The ABC scale is the core part of the Assessment of Burden of COPD (ABC) tool. This tool visualises the questionnaire scores and adds more objective indicators of the burden of COPD (e. g., smoking status, lung function, exacerbation history) to provide an overview of the individual patient's integrated health status. The questionnaire scores and objective indicators are visualised using balloons. When a patient is doing well on a certain domain, the balloon is shown at the top end in green. When a patient is not doing well, the balloon is shown at the bottom end in red. The scores in between are visualised with orange balloons in different shades. For example, when a patients scores high on the emotion domain, the balloon is shown at the bottom end in red (see ).

Figure 1. Visualization of the integrated health status, including the five domains of the ABC scale, and including a grey balloon.

Figure 1. Visualization of the integrated health status, including the five domains of the ABC scale, and including a grey balloon.

The tool has been developed to guide patients with COPD and healthcare providers into making a personal treatment plan. It facilitates in shared decision making between patients and healthcare providers and formulating a personal goal. The tool is also supposed to be used to monitor a patient's experienced burden of disease, since the scores of previous visit can also be displayed (in grey balloons; see , showing a grey balloon at the symptoms domain). This provides the healthcare provider and patient the possibility to discuss progression or deterioration.
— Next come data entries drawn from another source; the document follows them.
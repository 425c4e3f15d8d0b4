mod settings_storage;

pub use settings_storage::{
    InMemorySettingsStore, JsonFileSettingsStore, SettingsStore, SettingsStoreError,
};
use anyhow::{Context, Result};
use git2::Repository;
use std::path::{Path, PathBuf};

pub struct RepoCache {
    repo: Repository,
    workdir: PathBuf,
}

impl RepoCache {
    pub fn open(path: &Path) -> Result<Self> {
        let repo =
            Repository::discover(path).context("Not a git repository (or any parent directory)")?;
        let workdir = repo
            .workdir()
            .context("Bare repositories are not supported")?
            .to_path_buf();
        Ok(Self { repo, workdir })
    }

    pub fn repo(&self) -> &Repository {
        &self.repo
    }

    pub fn workdir(&self) -> &Path {
        &self.workdir
    }
}

#[cfg(test)]
mod tests {
    use super::*;

    #[test]
    fn test_open_discovers_from_subdirectory() {
        let dir = tempfile::tempdir().unwrap();
        Repository::init(dir.path()).unwrap();
        let nested = dir.path().join("a").join("b");
        std::fs::create_dir_all(&nested).unwrap();

        let cache = RepoCache::open(&nested).unwrap();
        assert_eq!(
            cache.workdir().canonicalize().unwrap(),
            dir.path().canonicalize().unwrap()
        );
    }

    #[test]
    fn test_open_outside_repo_fails() {
        assert!(RepoCache::open(Path::new("/nonexistent/path")).is_err());
    }

    #[test]
    fn test_bare_repo_rejected() {
        let dir = tempfile::tempdir().unwrap();
        Repository::init_bare(dir.path()).unwrap();
        let err = RepoCache::open(dir.path()).err().unwrap();
        assert!(err.to_string().contains("Bare"));
    }
}
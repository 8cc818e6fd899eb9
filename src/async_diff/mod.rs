pub mod channel;
pub mod worker;

pub use channel::{DiffOutcome, DiffRequest};
pub use worker::DiffWorker;
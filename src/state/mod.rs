pub mod app_state;
pub mod comment_queue;
pub mod diff_state;
pub mod input_buffer;
pub mod navigator_state;
pub mod viewed_state;

pub use app_state::AppState;
pub use comment_queue::CommentQueue;
pub use diff_state::DiffState;
pub use navigator_state::NavigatorState;
pub use viewed_state::ViewedFiles;
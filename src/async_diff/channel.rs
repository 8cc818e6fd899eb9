use crate::git::types::{ComparisonTarget, DiffResult};

#[derive(Debug, Clone)]
pub struct DiffRequest {
    pub generation: u64,
    pub target: ComparisonTarget,
}

#[derive(Debug)]
pub struct DiffOutcome {
    pub generation: u64,
    pub result: Result<DiffResult, String>,
}
use crate::git::types::{DiffFile, DiffHunk, DiffLine, DiffResult};

/// One rendered row of the unified view.
#[derive(Debug, Clone, Copy, PartialEq, Eq)]
pub enum DiffRow<'a> {
    HunkHeader(&'a DiffHunk),
    Line(&'a DiffLine),
}

/// Flatten a file into display rows: each hunk's header followed by its lines.
pub fn display_rows(file: &DiffFile) -> Vec<DiffRow<'_>> {
    file.hunks
        .iter()
        .flat_map(|hunk| {
            std::iter::once(DiffRow::HunkHeader(hunk)).chain(hunk.lines.iter().map(DiffRow::Line))
        })
        .collect()
}

pub struct DiffState {
    pub result: Option<DiffResult>,
    pub selected_file: Option<usize>,
    /// Row offset from the top of the diff viewport.
    pub scroll_offset: usize,
    pub cursor_row: usize,
    /// Row where a line-range selection started; the cursor is the other end.
    pub selection_anchor: Option<usize>,
    pub viewport_height: usize,
    pub loading: bool,
    pub error: Option<String>,
}

impl Default for DiffState {
    fn default() -> Self {
        Self::new()
    }
}

impl DiffState {
    pub fn new() -> Self {
        Self {
            result: None,
            selected_file: None,
            scroll_offset: 0,
            cursor_row: 0,
            selection_anchor: None,
            viewport_height: 20,
            loading: false,
            error: None,
        }
    }

    pub fn files(&self) -> &[DiffFile] {
        self.result.as_ref().map_or(&[], |r| r.files.as_slice())
    }

    pub fn selected(&self) -> Option<&DiffFile> {
        self.selected_file.and_then(|i| self.files().get(i))
    }

    pub fn row_count(&self) -> usize {
        self.selected()
            .map(|f| f.hunks.iter().map(|h| h.lines.len() + 1).sum())
            .unwrap_or(0)
    }

    /// Start a range selection at the cursor, or drop the current one.
    pub fn toggle_selection(&mut self) {
        self.selection_anchor = match self.selection_anchor {
            Some(_) => None,
            None => Some(self.cursor_row),
        };
    }

    /// Inclusive row span covered by the selection, or just the cursor row.
    pub fn selected_rows(&self) -> (usize, usize) {
        match self.selection_anchor {
            Some(anchor) => (anchor.min(self.cursor_row), anchor.max(self.cursor_row)),
            None => (self.cursor_row, self.cursor_row),
        }
    }

    /// Diff lines inside [`selected_rows`](Self::selected_rows). Hunk headers
    /// are skipped.
    pub fn selected_lines(&self) -> Vec<&DiffLine> {
        let Some(file) = self.selected() else {
            return Vec::new();
        };
        let (start, end) = self.selected_rows();
        display_rows(file)
            .into_iter()
            .skip(start)
            .take(end + 1 - start)
            .filter_map(|row| match row {
                DiffRow::Line(line) => Some(line),
                DiffRow::HunkHeader(_) => None,
            })
            .collect()
    }

    /// Install a new result, keeping the selection on the same path when it
    /// still exists.
    pub fn apply_result(&mut self, result: DiffResult) {
        let previous = self.selected().map(|f| f.path.clone());
        self.result = Some(result);
        self.error = None;

        let files = self.files();
        let kept = previous
            .as_ref()
            .and_then(|path| files.iter().position(|f| &f.path == path));
        let selected = kept.or(if files.is_empty() { None } else { Some(0) });

        if kept.is_none() {
            self.cursor_row = 0;
            self.scroll_offset = 0;
            self.selection_anchor = None;
        }
        self.selected_file = selected;
        self.clamp_cursor();
    }

    pub fn select(&mut self, index: usize) {
        if self.selected_file != Some(index) {
            self.selected_file = Some(index);
            self.cursor_row = 0;
            self.scroll_offset = 0;
            self.selection_anchor = None;
        }
    }

    pub fn move_cursor(&mut self, delta: isize) {
        let max = self.row_count().saturating_sub(1);
        self.cursor_row = self.cursor_row.saturating_add_signed(delta).min(max);
        self.follow_cursor();
    }

    pub fn cursor_to_top(&mut self) {
        self.cursor_row = 0;
        self.scroll_offset = 0;
    }

    pub fn cursor_to_bottom(&mut self) {
        self.cursor_row = self.row_count().saturating_sub(1);
        self.follow_cursor();
    }

    fn clamp_cursor(&mut self) {
        let max = self.row_count().saturating_sub(1);
        self.cursor_row = self.cursor_row.min(max);
        self.selection_anchor = self.selection_anchor.map(|a| a.min(max));
        self.follow_cursor();
    }

    /// Scroll just enough to keep the cursor inside the viewport.
    fn follow_cursor(&mut self) {
        let vh = self.viewport_height.max(1);
        if self.cursor_row < self.scroll_offset {
            self.scroll_offset = self.cursor_row;
        } else if self.cursor_row >= self.scroll_offset + vh {
            self.scroll_offset = self.cursor_row + 1 - vh;
        }
    }
}
pub mod diff;
pub mod refs;
pub mod repository;
pub mod types;

pub use diff::DiffEngine;
pub use refs::list_refs;
pub use repository::RepoCache;
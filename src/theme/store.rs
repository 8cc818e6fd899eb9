//! Theme preference store.
//!
//! Holds the user's [`ThemePreference`] and the live OS [`ColorScheme`], and
//! writes the resolved scheme to a [`ThemeSurface`] every time either input
//! changes. The preference is persisted through a [`PreferenceStore`]; OS
//! changes arrive through a [`SchemeSource`] subscription.
//!
//! The store is owned by the application shell. OS notifications are
//! forwarded by the listener (typically onto the app's event channel) and fed
//! back with [`ThemeStore::on_system_change`], so all mutation happens on the
//! owning thread.

use anyhow::Result;
use tracing::{debug, info, warn};

use super::{resolve, ColorScheme, ThemePreference};

/// Scheme assumed when the host has no OS scheme source.
const FALLBACK_SCHEME: ColorScheme = ColorScheme::Dark;

/// Single-value persistence for the preference string.
pub trait PreferenceStore {
    fn load(&self) -> Option<String>;
    fn save(&mut self, value: &str) -> Result<()>;
}

/// Receives the resolved scheme (the `data-theme` attribute).
pub trait ThemeSurface {
    fn set_theme_attribute(&mut self, scheme: ColorScheme);
}

/// Callback invoked with the new OS scheme on every change notification.
pub type SchemeListener = Box<dyn Fn(ColorScheme) + Send + 'static>;

/// Host-provided OS color scheme signal.
pub trait SchemeSource {
    /// One-shot read. `None` when the host has no scheme source.
    fn current(&self) -> Option<ColorScheme>;

    /// Register `listener` for change notifications relative to `last_seen`,
    /// the result of the caller's [`current`](Self::current) read. `None`
    /// when the host cannot deliver them.
    fn subscribe(
        &self,
        last_seen: Option<ColorScheme>,
        listener: SchemeListener,
    ) -> Option<SchemeWatch>;
}

/// Registration handle for a [`SchemeSource`] listener. Dropping it removes
/// the listener.
pub struct SchemeWatch {
    cancel: Option<Box<dyn FnOnce() + Send>>,
}

impl SchemeWatch {
    pub fn new(cancel: impl FnOnce() + Send + 'static) -> Self {
        Self {
            cancel: Some(Box::new(cancel)),
        }
    }
}

impl Drop for SchemeWatch {
    fn drop(&mut self) {
        if let Some(cancel) = self.cancel.take() {
            cancel();
        }
    }
}

pub struct ThemeStore<S> {
    preference: ThemePreference,
    system: ColorScheme,
    persisted: Box<dyn PreferenceStore>,
    surface: S,
    /// Preference forced for this session only (never persisted).
    session_override: Option<ThemePreference>,
    watch: Option<SchemeWatch>,
    initialized: bool,
}

impl<S: ThemeSurface> ThemeStore<S> {
    pub fn new(persisted: Box<dyn PreferenceStore>, surface: S) -> Self {
        Self {
            preference: ThemePreference::System,
            system: FALLBACK_SCHEME,
            persisted,
            surface,
            session_override: None,
            watch: None,
            initialized: false,
        }
    }

    /// Use `preference` instead of the persisted value when initializing.
    pub fn with_session_override(mut self, preference: Option<ThemePreference>) -> Self {
        self.session_override = preference;
        self
    }

    /// Read the persisted preference and the OS scheme, apply the resolved
    /// theme once, and register `listener` for OS changes. Calling it again
    /// does nothing.
    pub fn initialize(&mut self, source: &dyn SchemeSource, listener: SchemeListener) {
        if self.initialized {
            return;
        }
        self.initialized = true;

        let persisted = ThemePreference::from_persisted(self.persisted.load().as_deref());
        self.preference = self.session_override.unwrap_or(persisted);
        let current = source.current();
        self.system = current.unwrap_or(FALLBACK_SCHEME);
        self.watch = source.subscribe(current, listener);

        let resolved = self.apply();
        info!(
            preference = %self.preference,
            system = %self.system,
            %resolved,
            listening = self.watch.is_some(),
            "theme initialized"
        );
    }

    /// Record a new OS scheme and reapply.
    pub fn on_system_change(&mut self, scheme: ColorScheme) -> ColorScheme {
        debug!(%scheme, "system color scheme changed");
        self.system = scheme;
        self.apply()
    }

    /// Update and persist the preference, then reapply. A persistence
    /// failure is logged; the in-memory preference still changes.
    pub fn set_preference(&mut self, preference: ThemePreference) -> ColorScheme {
        self.preference = preference;
        if let Err(e) = self.persisted.save(preference.as_str()) {
            warn!(%preference, "failed to persist theme preference: {e:#}");
        }
        self.apply()
    }

    pub fn preference(&self) -> ThemePreference {
        self.preference
    }

    pub fn resolved(&self) -> ColorScheme {
        resolve(self.preference, self.system)
    }

    pub fn surface(&self) -> &S {
        &self.surface
    }

    /// Remove the OS listener.
    pub fn shutdown(&mut self) {
        if self.watch.take().is_some() {
            debug!("theme listener removed");
        }
    }

    fn apply(&mut self) -> ColorScheme {
        let resolved = self.resolved();
        self.surface.set_theme_attribute(resolved);
        resolved
    }
}
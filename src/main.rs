mod action;
mod app;
mod async_diff;
mod cli;
mod comments;
mod components;
mod config;
mod event;
mod git;
mod logging;
mod state;
mod theme;
mod tui;

use anyhow::{Context, Result};
use clap::Parser;
use std::env;
use tracing::info;

use crate::app::App;
use crate::cli::Cli;
use crate::config::ConfigPreferences;
use crate::git::types::ComparisonTarget;
use crate::git::{list_refs, DiffEngine, RepoCache};
use crate::theme::{PaletteSurface, ThemeStore};

#[tokio::main]
async fn main() -> Result<()> {
    color_eyre::install().ok();
    tui::install_panic_hook();

    let cli = Cli::parse();
    logging::init_tracing()?;

    let cwd = match cli.directory {
        Some(ref dir) => dir.clone(),
        None => env::current_dir()?,
    };

    let repo = match RepoCache::open(&cwd) {
        Ok(r) => r,
        Err(_) => {
            eprintln!(
                "differ: not a git repository (or any parent up to mount point /)\n\
                 Run this command from inside a git working tree."
            );
            std::process::exit(1);
        }
    };

    let config = config::load_config(&config::config_path());

    let mut target = ComparisonTarget::new(&cli.base, cli.compare.clone());
    if let Some(lines) = cli.context_lines.or(config.context_lines) {
        target.context_lines = lines;
    }

    if cli.list_refs {
        let refs = list_refs(repo.repo())?;
        println!("{}", serde_json::to_string_pretty(&refs)?);
        return Ok(());
    }

    if cli.json {
        let diff = DiffEngine::compute_diff(repo.repo(), &target)?;
        println!(
            "{}",
            serde_json::to_string_pretty(&diff).context("Failed to serialize diff")?
        );
        return Ok(());
    }

    let repo_path = repo.workdir().to_path_buf();
    drop(repo);
    info!(repo = %repo_path.display(), base = %target.base, compare = target.compare_label(), "starting");

    let theme = ThemeStore::new(
        Box::new(ConfigPreferences::new(config.path.clone())),
        PaletteSurface::new(config.colors.clone()),
    )
    .with_session_override(cli.theme);

    let mut app = App::new(target, repo_path, theme, config.scheme_poll);

    let mut terminal = tui::init()?;
    let result = app.run(&mut terminal).await;
    tui::restore();

    match app.finish() {
        Ok(Some((count, path))) => {
            eprintln!("differ: wrote {count} comment(s) to {}", path.display())
        }
        Ok(None) => {}
        Err(e) => eprintln!("differ: failed to save comments: {e:#}"),
    }

    result
}
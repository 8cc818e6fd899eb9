use anyhow::{Context, Result};
use git2::{BranchType, Repository};

use super::types::{RefInfo, RefType};

/// Local branches, then tags, then linked worktrees.
pub fn list_refs(repo: &Repository) -> Result<Vec<RefInfo>> {
    let mut refs = Vec::new();

    let branches = repo
        .branches(Some(BranchType::Local))
        .context("Failed to list branches")?;
    for branch in branches {
        let (branch, _) = branch.context("Failed to read branch")?;
        if let Some(name) = branch.name().context("Invalid branch name")? {
            refs.push(RefInfo {
                name: name.to_string(),
                ref_type: RefType::Branch,
            });
        }
    }

    let tag_names = repo.tag_names(None).context("Failed to list tags")?;
    refs.extend(tag_names.iter().flatten().map(|name| RefInfo {
        name: name.to_string(),
        ref_type: RefType::Tag,
    }));

    let worktrees = repo.worktrees().context("Failed to list worktrees")?;
    refs.extend(worktrees.iter().flatten().map(|name| RefInfo {
        name: name.to_string(),
        ref_type: RefType::Worktree,
    }));

    Ok(refs)
}
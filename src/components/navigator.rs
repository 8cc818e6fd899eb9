use ratatui::{
    layout::Rect,
    style::{Modifier, Style},
    text::{Line, Span},
    widgets::{Block, Borders, Paragraph},
    Frame,
};

use crate::state::{app_state::FocusPanel, AppState};

use super::Component;

pub struct Navigator;

/// Rows scrolled off the top so `selected` stays visible.
pub fn scroll_offset(selected: usize, inner_height: usize) -> usize {
    if selected >= inner_height {
        selected - inner_height + 1
    } else {
        0
    }
}

impl Component for Navigator {
    fn render(&self, frame: &mut Frame, area: Rect, state: &AppState) {
        let is_focused = state.focus == FocusPanel::Navigator;
        let palette = state.theme.surface().palette();

        let border_style = if is_focused {
            Style::default().fg(palette.accent)
        } else {
            Style::default().fg(palette.text_muted)
        };

        let visible = state.navigator.visible_entries();
        let total = visible.len();

        let title = if state.navigator.search_active {
            format!(" /{} ", state.navigator.search_query)
        } else {
            format!(" Files ({total}) ")
        };

        let block = Block::default()
            .title(title)
            .borders(Borders::ALL)
            .border_style(border_style);

        if visible.is_empty() {
            let msg = if state.navigator.search_active {
                " No matches"
            } else if let Some(err) = &state.diff.error {
                err.as_str()
            } else {
                " No changes"
            };
            let paragraph = Paragraph::new(msg)
                .style(Style::default().fg(palette.text_muted))
                .block(block);
            frame.render_widget(paragraph, area);
            return;
        }

        let inner_height = area.height.saturating_sub(2) as usize;
        let inner_width = area.width.saturating_sub(2) as usize;
        // "▶ " + "✓ "
        let max_display_width = inner_width.saturating_sub(4);
        let selected = state.navigator.selected;
        let files = state.diff.files();

        let lines: Vec<Line> = visible
            .iter()
            .enumerate()
            .skip(scroll_offset(selected, inner_height))
            .take(inner_height)
            .map(|(vis_idx, (_entry_idx, entry))| {
                let is_selected = vis_idx == selected;
                let is_active = state.diff.selected_file == Some(entry.file_index);

                let style = if is_selected {
                    Style::default()
                        .fg(palette.accent)
                        .add_modifier(Modifier::BOLD)
                        .bg(palette.selection_bg)
                } else if is_active {
                    Style::default()
                        .fg(palette.text)
                        .bg(palette.selection_inactive_bg)
                } else {
                    Style::default().fg(palette.text)
                };

                let prefix = if is_selected { "\u{25b6}" } else { " " };

                let viewed = files
                    .get(entry.file_index)
                    .is_some_and(|f| state.viewed.is_viewed(f));
                let (icon, icon_color) = if viewed {
                    ("\u{2713}", palette.success) // ✓
                } else {
                    ("\u{25cb}", palette.text_muted) // ○
                };

                // Truncate from the left so the filename stays visible
                let char_count = entry.display.chars().count();
                let display = if char_count > max_display_width && max_display_width > 1 {
                    let skip = char_count - (max_display_width - 1);
                    let truncated: String = entry.display.chars().skip(skip).collect();
                    format!("\u{2026}{truncated}")
                } else {
                    entry.display.clone()
                };

                Line::from(vec![
                    Span::styled(format!("{prefix} "), style),
                    Span::styled(format!("{icon} "), Style::default().fg(icon_color)),
                    Span::styled(display, style),
                ])
            })
            .collect();

        let scroll_info = if total > inner_height {
            format!(" {}/{} ", selected + 1, total)
        } else {
            String::new()
        };

        let block = block.title_bottom(Line::from(scroll_info).right_aligned());
        let paragraph = Paragraph::new(lines).block(block);
        frame.render_widget(paragraph, area);
    }
}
Because the scores on the questionnaire determine the position of the balloons, and because four questions were added to the original CCQ, the reliability and validity of the new ABC scale needed to be assessed. The researchers aimed to evaluate the ABC scale by assessing the internal consistency of the total ABC scale and its individual domains, the test-retest reliability of the ABC scale and the construct validity of the ABC scale.

Methods

Study design

This research was part of a large two-armed randomised controlled trial assessing the effectiveness of the Assessment of Burden of Chronic Obstructive Pulmonary Disease (ABC) tool; the study protocol of this cluster randomised trial has been published elsewhere (Citation7). The study was approved by the Medical Ethics committee of Atrium-Orbis-Zuyd hospital, The Netherlands. This research is performed with data collected in the practices of 19 general practitioners and 9 pulmonologists in the Netherlands, who were included in the intervention group of the study.

Setting and subjects

The study population consisted of patients recruited by primary and secondary care providers spread across the Netherlands between 01-02-2013 and 01-10-2013. Inclusion criteria were spirometrically confirmed diagnosis of COPD (post bronchodilator forced expiratory volume in 1 second (FEV1) / forced vital capacity (FVC) < 0.7), age > 40 years, and the ability to understand and read Dutch. Exclusion criteria were: exacerbation of COPD less than 6 weeks ago, hard drug addiction, life-threatening co-morbid condition, and pregnancy.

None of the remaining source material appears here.